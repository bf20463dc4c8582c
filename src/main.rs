use anyhow::{Context, Result, anyhow, bail};
use clap::Parser;
use log::{Level, LevelFilter, Log, Metadata, Record};
use std::fs;
use std::io::{self, Read};
use std::path::PathBuf;

use sqlprism::{GeneratorOptions, generate_with_options, parse_with_diagnostics};

#[derive(Parser)]
#[command(name = "sqlprism")]
#[command(version, about = "Convert PostgreSQL DDL into a Prisma schema")]
struct Cli {
    /// SQL file to convert (reads stdin when omitted or `-`)
    input: Option<PathBuf>,

    /// Output file (default: stdout)
    #[arg(short, long)]
    output: Option<PathBuf>,

    /// Datasource provider written to the header
    #[arg(long, default_value = "postgresql")]
    provider: String,

    /// Environment variable holding the database URL
    #[arg(long, default_value = "DATABASE_URL")]
    url_env: String,

    /// Log skipped statements and pass summaries
    #[arg(short, long)]
    verbose: bool,
}

struct StderrLogger;

impl Log for StderrLogger {
    fn enabled(&self, metadata: &Metadata) -> bool {
        metadata.level() <= log::max_level()
    }

    fn log(&self, record: &Record) {
        if self.enabled(record.metadata()) {
            let tag = match record.level() {
                Level::Error => "error",
                Level::Warn => "warning",
                Level::Info => "info",
                Level::Debug | Level::Trace => "debug",
            };
            eprintln!("{}: {}", tag, record.args());
        }
    }

    fn flush(&self) {}
}

static LOGGER: StderrLogger = StderrLogger;

fn init_logger(level: LevelFilter) -> Result<()> {
    log::set_logger(&LOGGER)
        .map(|()| log::set_max_level(level))
        .map_err(|e| anyhow!("Failed to install logger: {e}"))
}

fn read_input(path: Option<&PathBuf>) -> Result<String> {
    match path {
        Some(p) if p.as_os_str() != "-" => {
            fs::read_to_string(p).with_context(|| format!("Failed to read {}", p.display()))
        }
        _ => {
            let mut buf = String::new();
            io::stdin()
                .read_to_string(&mut buf)
                .context("Failed to read stdin")?;
            Ok(buf)
        }
    }
}

fn main() -> Result<()> {
    let cli = Cli::parse();

    let level = if cli.verbose {
        LevelFilter::Debug
    } else {
        LevelFilter::Warn
    };
    init_logger(level)?;

    let input = read_input(cli.input.as_ref())?;
    let (schema, diagnostics) = parse_with_diagnostics(&input);

    if schema.is_empty() {
        bail!(
            "no valid CREATE TABLE or CREATE TYPE definitions found ({} statements skipped)",
            diagnostics.len()
        );
    }

    let options = GeneratorOptions {
        datasource_provider: cli.provider,
        url_env: cli.url_env,
        ..Default::default()
    };
    let prisma = generate_with_options(&schema, &options);

    match cli.output {
        Some(path) => fs::write(&path, &prisma)
            .with_context(|| format!("Failed to write {}", path.display()))?,
        None => print!("{}", prisma),
    }

    Ok(())
}
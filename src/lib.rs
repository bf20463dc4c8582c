pub mod error;
pub mod ir;
pub mod prisma;
pub mod sql;

use wasm_bindgen::prelude::*;

pub use error::{ConvertError, ParseError};
pub use ir::Schema;
pub use prisma::{GeneratorOptions, generate, generate_with_options};
pub use sql::{parse, parse_with_diagnostics};

/// Initialize panic hook for better error messages in WASM
#[wasm_bindgen(start)]
pub fn init() {
    #[cfg(target_arch = "wasm32")]
    console_error_panic_hook::set_once();
}

/// Convert SQL DDL to a Prisma schema with default options.
pub fn convert(source: &str) -> Result<String, ConvertError> {
    convert_with_options(source, &GeneratorOptions::default())
}

/// Convert SQL DDL to a Prisma schema. Input yielding neither tables nor
/// enums is an error.
pub fn convert_with_options(
    source: &str,
    options: &GeneratorOptions,
) -> Result<String, ConvertError> {
    let schema = parse(source);
    if schema.is_empty() {
        return Err(ConvertError::NoDefinitions);
    }
    Ok(generate_with_options(&schema, options))
}

/// Convert SQL DDL to a Prisma schema
#[wasm_bindgen(js_name = "sqlToPrisma")]
pub fn sql_to_prisma(source: &str) -> Result<String, JsValue> {
    convert(source).map_err(|e| js_sys::Error::new(&e.to_string()).into())
}
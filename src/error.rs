//! Error types for sqlprism.

use thiserror::Error;

/// A statement the parser had to skip.
///
/// These never abort a parse; they are logged and collected as diagnostics.
#[derive(Debug, Clone, PartialEq, Error)]
pub enum ParseError {
    #[error("Malformed CREATE TYPE statement: {0}")]
    MalformedEnum(String),

    #[error("Malformed CREATE TABLE statement: {0}")]
    MalformedTable(String),

    #[error("Unterminated column list in table {table}")]
    UnterminatedTableBody { table: String },

    #[error("Malformed column definition in table {table}: {clause}")]
    MalformedColumn { table: String, clause: String },

    #[error("Malformed ALTER TABLE statement: {0}")]
    MalformedAlter(String),

    #[error("ALTER TABLE targets unknown table {table}")]
    UnknownAlterTarget { table: String },
}

/// Failure of the end-to-end conversion.
#[derive(Debug, Error)]
pub enum ConvertError {
    #[error("No valid CREATE TABLE or CREATE TYPE definitions found")]
    NoDefinitions,
}
//! Foundation module - Core utilities and types
//!
//! This module provides fundamental utilities used throughout the crate:
//! - Math types and 2D affine transforms
//! - Logging utilities

pub mod math;
pub mod logging;
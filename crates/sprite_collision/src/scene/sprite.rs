//! Sprite: a texture region drawn with a transform

use crate::assets::{AlphaSource, Texture, TextureHandle};
use crate::foundation::math::{IntRect, Transform2D, Transformable, Vec2};
use super::Renderable;

/// Textured quad borrowing its texture
#[derive(Debug, Clone)]
pub struct Sprite<'t> {
    texture: &'t Texture,
    texture_rect: IntRect,
    transformable: Transformable,
}

impl<'t> Sprite<'t> {
    /// Create a sprite displaying the whole texture
    pub fn new(texture: &'t Texture) -> Self {
        let texture_rect = IntRect::new(0, 0, texture.width() as i32, texture.height() as i32);
        Self {
            texture,
            texture_rect,
            transformable: Transformable::new(),
        }
    }

    /// Create a sprite displaying part of the texture
    pub fn with_rect(texture: &'t Texture, texture_rect: IntRect) -> Self {
        Self {
            texture,
            texture_rect,
            transformable: Transformable::new(),
        }
    }

    /// Change the displayed texture region
    pub fn set_texture_rect(&mut self, rect: IntRect) {
        self.texture_rect = rect;
    }

    /// Position, rotation, scale and origin
    pub const fn transformable(&self) -> &Transformable {
        &self.transformable
    }

    /// World position
    pub const fn position(&self) -> Vec2 {
        self.transformable.position()
    }

    /// Rotation in degrees
    pub const fn rotation(&self) -> f32 {
        self.transformable.rotation()
    }

    /// Set the world position
    pub fn set_position(&mut self, position: Vec2) {
        self.transformable.set_position(position);
    }

    /// Set the rotation in degrees
    pub fn set_rotation(&mut self, degrees: f32) {
        self.transformable.set_rotation(degrees);
    }

    /// Set the scale factors
    pub fn set_scale(&mut self, scale: Vec2) {
        self.transformable.set_scale(scale);
    }

    /// Set the local origin
    pub fn set_origin(&mut self, origin: Vec2) {
        self.transformable.set_origin(origin);
    }

    /// Put the origin at the centre of the texture rect
    pub fn center_origin(&mut self) {
        let size = self.texture_rect.size();
        self.transformable.set_origin(size / 2.0);
    }
}

impl Renderable for Sprite<'_> {
    fn texture_handle(&self) -> TextureHandle {
        self.texture.handle()
    }

    fn texture(&self) -> &dyn AlphaSource {
        self.texture
    }

    fn texture_rect(&self) -> IntRect {
        self.texture_rect
    }

    fn scale(&self) -> Vec2 {
        self.transformable.scale()
    }

    fn transform(&self) -> Transform2D {
        self.transformable.transform()
    }

    fn inverse_transform(&self) -> Transform2D {
        self.transformable.inverse_transform()
    }
}
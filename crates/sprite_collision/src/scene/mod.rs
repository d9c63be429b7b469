//! Renderable objects the collision tests operate on
//!
//! - [`Renderable`] - What a drawable object must expose to be collision tested
//! - [`Sprite`] - Textured quad with a transform, the default implementation

pub mod sprite;

pub use sprite::Sprite;

use crate::assets::{AlphaSource, TextureHandle};
use crate::foundation::math::{FloatRect, IntRect, Transform2D, Vec2};

/// A textured 2D object placed in the world
///
/// Local space spans `(0, 0)` to the texture rect's size; `transform` maps it
/// into world space.
pub trait Renderable {
    /// Identity of the texture being displayed
    fn texture_handle(&self) -> TextureHandle;

    /// Alpha access to the texture being displayed
    fn texture(&self) -> &dyn AlphaSource;

    /// Sub-rectangle of the texture currently displayed, in pixels
    fn texture_rect(&self) -> IntRect;

    /// Scale factors applied by the transform
    fn scale(&self) -> Vec2;

    /// Local-to-world transform
    fn transform(&self) -> Transform2D;

    /// World-to-local transform
    fn inverse_transform(&self) -> Transform2D {
        self.transform().inverse()
    }

    /// World-space axis-aligned bounds
    fn global_bounds(&self) -> FloatRect {
        let rect = self.texture_rect();
        let local = FloatRect::new(0.0, 0.0, rect.width as f32, rect.height as f32);
        self.transform().transform_rect(&local)
    }
}
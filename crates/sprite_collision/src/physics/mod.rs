//! Physics module for 2D sprite collision detection
//!
//! Boolean intersection queries only; there is no collision response.

pub mod collision;

pub use collision::{
    AlphaMask,
    BitmaskCache,
    CollisionTester,
    OrientedBoundingBox,
    Projection,
};
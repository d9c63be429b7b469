//! Texture storage with identity-based handles

use std::path::Path;
use std::sync::atomic::{AtomicU64, Ordering};

use slotmap::{new_key_type, SlotMap};

use super::{AlphaSource, AssetError, ImageData};

static NEXT_STORE_ID: AtomicU64 = AtomicU64::new(0);

new_key_type! {
    /// Slot of a texture inside one store
    struct TextureKey;
}

/// Identity of a texture, unique across every [`TextureStore`]
///
/// Two textures with identical pixels still get distinct handles, and the
/// same slot in two stores never yields equal handles.
#[derive(Debug, Clone, Copy, PartialEq, Eq, Hash)]
pub struct TextureHandle {
    store: u64,
    key: TextureKey,
}

/// A decoded texture and the handle it was stored under
#[derive(Debug)]
pub struct Texture {
    handle: TextureHandle,
    image: ImageData,
}

impl Texture {
    /// Handle identifying this texture
    pub const fn handle(&self) -> TextureHandle {
        self.handle
    }

    /// Decoded pixel data
    pub const fn image(&self) -> &ImageData {
        &self.image
    }

    /// Width in pixels
    pub const fn width(&self) -> u32 {
        self.image.width
    }

    /// Height in pixels
    pub const fn height(&self) -> u32 {
        self.image.height
    }
}

impl AlphaSource for Texture {
    fn size(&self) -> (u32, u32) {
        self.image.size()
    }

    fn alpha_at(&self, x: u32, y: u32) -> u8 {
        self.image.alpha_at(x, y)
    }
}

/// Owns textures and hands out stable handles
#[derive(Debug)]
pub struct TextureStore {
    id: u64,
    textures: SlotMap<TextureKey, Texture>,
}

impl Default for TextureStore {
    fn default() -> Self {
        Self::new()
    }
}

impl TextureStore {
    /// Create an empty store
    pub fn new() -> Self {
        Self {
            id: NEXT_STORE_ID.fetch_add(1, Ordering::Relaxed),
            textures: SlotMap::with_key(),
        }
    }

    /// Store decoded image data under a fresh handle
    pub fn insert(&mut self, image: ImageData) -> TextureHandle {
        let store = self.id;
        let key = self
            .textures
            .insert_with_key(|key| Texture { handle: TextureHandle { store, key }, image });
        TextureHandle { store, key }
    }

    /// Load an image file and store it
    pub fn load(&mut self, path: impl AsRef<Path>) -> Result<TextureHandle, AssetError> {
        let image = ImageData::from_file(path)?;
        Ok(self.insert(image))
    }

    /// Look up a texture
    ///
    /// Handles issued by another store are never found here.
    pub fn get(&self, handle: TextureHandle) -> Option<&Texture> {
        if handle.store != self.id {
            return None;
        }
        self.textures.get(handle.key)
    }

    /// Number of stored textures
    pub fn len(&self) -> usize {
        self.textures.len()
    }

    /// Check if the store is empty
    pub fn is_empty(&self) -> bool {
        self.textures.is_empty()
    }
}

○ ○ ○ ○

The problem. Retype, exactly as written, everything from the first line of the data above through the line containing "fn enabled(&self, metadata: &Metadata)". Nothing else should appear.

Written solution.
repository bf20463dc4c8582c
filename src/main.rs
use anyhow::{Context, Result, anyhow, bail};
use clap::Parser;
use log::{Level, LevelFilter, Log, Metadata, Record};
use std::fs;
use std::io::{self, Read};
use std::path::PathBuf;

use sqlprism::{GeneratorOptions, generate_with_options, parse_with_diagnostics};

#[derive(Parser)]
#[command(name = "sqlprism")]
#[command(version, about = "Convert PostgreSQL DDL into a Prisma schema")]
struct Cli {
    /// SQL file to convert (reads stdin when omitted or `-`)
    input: Option<PathBuf>,

    /// Output file (default: stdout)
    #[arg(short, long)]
    output: Option<PathBuf>,

    /// Datasource provider written to the header
    #[arg(long, default_value = "postgresql")]
    provider: String,

    /// Environment variable holding the database URL
    #[arg(long, default_value = "DATABASE_URL")]
    url_env: String,

    /// Log skipped statements and pass summaries
    #[arg(short, long)]
    verbose: bool,
}

struct StderrLogger;

impl Log for StderrLogger {
    fn enabled(&self, metadata: &Metadata) -> bool {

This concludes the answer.